# Listed entries:
//! CLI dispatch for the inspection commands: `info` and `color`.

use std::path::Path;
use std::process::ExitCode;

use serde::Serialize;

use crate::color::{compose_with_alpha, compress, is_recognized_color, to_canonical_hex8};
use crate::config::PxgConfig;

use super::{load_session, EXIT_ERROR, EXIT_SUCCESS};

/// Summary of a grid file.
#[derive(Debug, Serialize)]
struct GridInfo {
    width: usize,
    height: usize,
    cells: usize,
    painted: usize,
    colors: usize,
}

/// Execute the info command.
pub fn run_info(config: &PxgConfig, input: &Path, json: bool) -> ExitCode {
    let session = match load_session(config, input) {
        Ok(s) => s,
        Err(code) => return code,
    };
    let grid = session.grid();

    let mut distinct: Vec<_> = grid.cells().to_vec();
    distinct.sort_by_key(|c| c.channels());
    distinct.dedup();

    let info = GridInfo {
        width: grid.width(),
        height: grid.height(),
        cells: grid.len(),
        painted: grid.painted_count(),
        colors: distinct.len(),
    };

    if json {
        match serde_json::to_string_pretty(&info) {
            Ok(s) => println!("{}", s),
            Err(e) => {
                eprintln!("Error: {}", e);
                return ExitCode::from(EXIT_ERROR);
            }
        }
    } else {
        println!("Size: {}x{}", info.width, info.height);
        println!("Cells: {}", info.cells);
        println!("Painted: {}", info.painted);
        println!("Colors: {}", info.colors);
    }

    ExitCode::from(EXIT_SUCCESS)
}

/// Execute the color command.
pub fn run_color(value: &str, alpha: Option<u8>) -> ExitCode {
    if !is_recognized_color(value) {
        eprintln!("Warning: '{}' is not a recognized color, treating as transparent", value);
    }

    let canonical = to_canonical_hex8(value);
    println!("Canonical: {}", canonical);
    println!("Compressed: {}", compress(&canonical));
    if let Some(a) = alpha {
        println!("Composed: {}", compose_with_alpha(value, a));
    }

    ExitCode::from(EXIT_SUCCESS)
}
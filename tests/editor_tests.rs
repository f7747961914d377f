//! Integration tests for the editing core through the public library API.
//!
//! Covers color canonicalization, brush footprints, text round-trips and
//! session behavior across import, paint and relayout.

use std::time::{Duration, Instant};

use pixelgrid::brush::affected_cells;
use pixelgrid::color::{compose_with_alpha, compress, to_canonical_hex8, to_device_rgba};
use pixelgrid::config::PxgConfig;
use pixelgrid::grid::{Bounds, CellPos, Grid, GridError};
use pixelgrid::layout::Viewport;
use pixelgrid::serialize::{export_raster, export_text, import_text, ImportError};
use pixelgrid::session::{EditorSession, SessionError};

const COLORS: &[&str] = &[
    "#abc",
    "#abcd",
    "#a1b2c3",
    "#a1b2c3d4",
    "#FFFFFF",
    "rgb(12, 34, 56)",
    "rgba(255, 0, 0, 0.5)",
    "rgba(300, -1, 0, 1)",
    "transparent",
    "white",
    "",
    "not a color",
];

// ============================================================================
// Color codec
// ============================================================================

#[test]
fn test_compress_is_lossless() {
    for input in COLORS {
        let canonical = to_canonical_hex8(input);
        assert_eq!(to_canonical_hex8(&compress(&canonical)), canonical, "input {:?}", input);
    }
}

#[test]
fn test_canonical_form_shape() {
    for input in COLORS {
        let canonical = to_canonical_hex8(input);
        assert_eq!(canonical.len(), 9, "input {:?}", input);
        assert!(canonical.starts_with('#'));
        assert!(canonical[1..].chars().all(|c| c.is_ascii_hexdigit() && !c.is_ascii_uppercase()));
    }
}

#[test]
fn test_compose_replaces_alpha() {
    assert_eq!(compose_with_alpha("#ff0000", 128), "#ff000080");
    assert_eq!(compose_with_alpha("#ff000040", 128), "#ff000080");
    assert_eq!(compose_with_alpha("rgba(1, 2, 3, 0.1)", 51), "rgba(1,2,3,0.200)");
}

#[test]
fn test_device_rgba_channels() {
    let c = to_device_rgba("#ff000080");
    assert_eq!(c.r, 1.0);
    assert_eq!(c.g, 0.0);
    assert!((c.a - 128.0 / 255.0).abs() < 1e-6);
}

// ============================================================================
// Brush
// ============================================================================

#[test]
fn test_brush_area_grows_like_a_disc() {
    let bounds = Bounds::new(50, 50);
    let center = CellPos::new(25, 25);
    for r in 0..=10u32 {
        let cells = affected_cells(center, r, bounds);
        let expected = std::f64::consts::PI * (r as f64 + 0.5).powi(2);
        let diff = (cells.len() as f64 - expected).abs();
        assert!(diff <= 4.0 * r as f64 + 1.0, "radius {}: {} cells vs {:.1}", r, cells.len(), expected);

        // axis-aligned cells at exactly r are always included
        let r = r as i64;
        assert!(cells.contains(&CellPos::new(25 + r, 25)));
        assert!(cells.contains(&CellPos::new(25, 25 - r)));
    }
}

#[test]
fn test_brush_never_leaves_bounds() {
    let bounds = Bounds::new(5, 3);
    for row in -2..5 {
        for col in -2..7 {
            for pos in affected_cells(CellPos::new(row, col), 3, bounds) {
                assert!(bounds.contains(pos), "{:?} escaped from center ({}, {})", pos, row, col);
            }
        }
    }
}

// ============================================================================
// Text and raster export
// ============================================================================

fn sample_grid() -> Grid {
    let mut grid = Grid::new(4, 3).unwrap();
    grid.paint_cell(0, 0, "#ff0000").unwrap();
    grid.paint_cell(1, 2, "#12345678").unwrap();
    grid.paint_cell(2, 3, "rgba(0, 255, 0, 0.5)").unwrap();
    grid
}

#[test]
fn test_text_roundtrip() {
    let grid = sample_grid();
    let text = export_text(&grid);
    let restored = import_text(&text).unwrap();
    assert_eq!(restored, grid);
    assert_eq!(export_text(&restored), text);
}

#[test]
fn test_import_tolerates_line_endings_and_blank_lines() {
    let text = "# Pixel Art Export - 2x2\r\n\r\n#F00, #0f0\r#00f,#FFFF\n\n";
    let grid = import_text(text).unwrap();
    assert_eq!((grid.width(), grid.height()), (2, 2));
    assert_eq!(grid.get(1, 1).unwrap().to_hex8(), "#ffffffff");
}

#[test]
fn test_import_errors() {
    assert!(matches!(import_text("#zzz"), Err(ImportError::InvalidToken { line: 1, .. })));
    assert_eq!(import_text("# only comments"), Err(ImportError::NoData));
    assert!(matches!(
        import_text(&vec!["#000"; 51].join(",")),
        Err(ImportError::Grid(GridError::InvalidDimension { width: 51, height: 1 }))
    ));
}

#[test]
fn test_raster_blocks() {
    let grid = sample_grid();
    let img = export_raster(&grid, 4).unwrap();
    assert_eq!(img.dimensions(), (16, 12));
    for (x, y) in [(0, 0), (3, 3)] {
        assert_eq!(img.get_pixel(x, y).0, [255, 0, 0, 255]);
    }
    assert_eq!(img.get_pixel(4, 0).0, [0, 0, 0, 0]);
    assert_eq!(img.get_pixel(9, 7).0, [0x12, 0x34, 0x56, 0x78]);
    assert_eq!(img.get_pixel(15, 11).0, [0, 255, 0, 128]);
}

// ============================================================================
// Session
// ============================================================================

#[test]
fn test_session_drag_paints_line() {
    let mut session = EditorSession::new(&PxgConfig::default()).unwrap();
    session.generate(5, 1).unwrap();
    session.set_color("#00f");

    session.pointer_down(0).unwrap();
    for i in 1..4 {
        session.pointer_move(i).unwrap();
    }
    session.pointer_up();
    session.pointer_move(4).unwrap();

    let text = session.export_text();
    assert_eq!(text.lines().last(), Some("#00f,#00f,#00f,#00f,#0000"));
}

#[test]
fn test_session_failed_import_keeps_artwork() {
    let mut session = EditorSession::new(&PxgConfig::default()).unwrap();
    session.paint_at(0).unwrap();
    let before = session.export_text();

    let err = session.import_text("#f00,#0f0\n#00f").unwrap_err();
    assert!(matches!(err, SessionError::Import(ImportError::RowLengthMismatch { line: 2, .. })));
    assert_eq!(session.export_text(), before);
}

#[test]
fn test_session_resize_preserves_cells() {
    let mut session = EditorSession::new(&PxgConfig::default()).unwrap();
    session.set_brush_size(4).unwrap();
    session.paint_at(8 * 16 + 8).unwrap();
    let before = session.grid().clone();
    let small = session.relayout(Viewport::new(200, 200)).cell_size;

    let start = Instant::now();
    for step in 0..5u64 {
        session.on_viewport_resize(Viewport::new(1200 + step as u32, 1000), start + Duration::from_millis(step * 50));
    }
    assert!(session.tick(start + Duration::from_millis(300)).is_none());
    let layout = session.tick(start + Duration::from_millis(500)).unwrap();

    assert!(layout.cell_size > small);
    assert_eq!(session.grid(), &before);
}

# Exercise objective:
Of the lines above, copy each that contains "before".

# Answer section:
    let before = session.export_text();
    assert_eq!(session.export_text(), before);
    let before = session.grid().clone();
    assert_eq!(session.grid(), &before);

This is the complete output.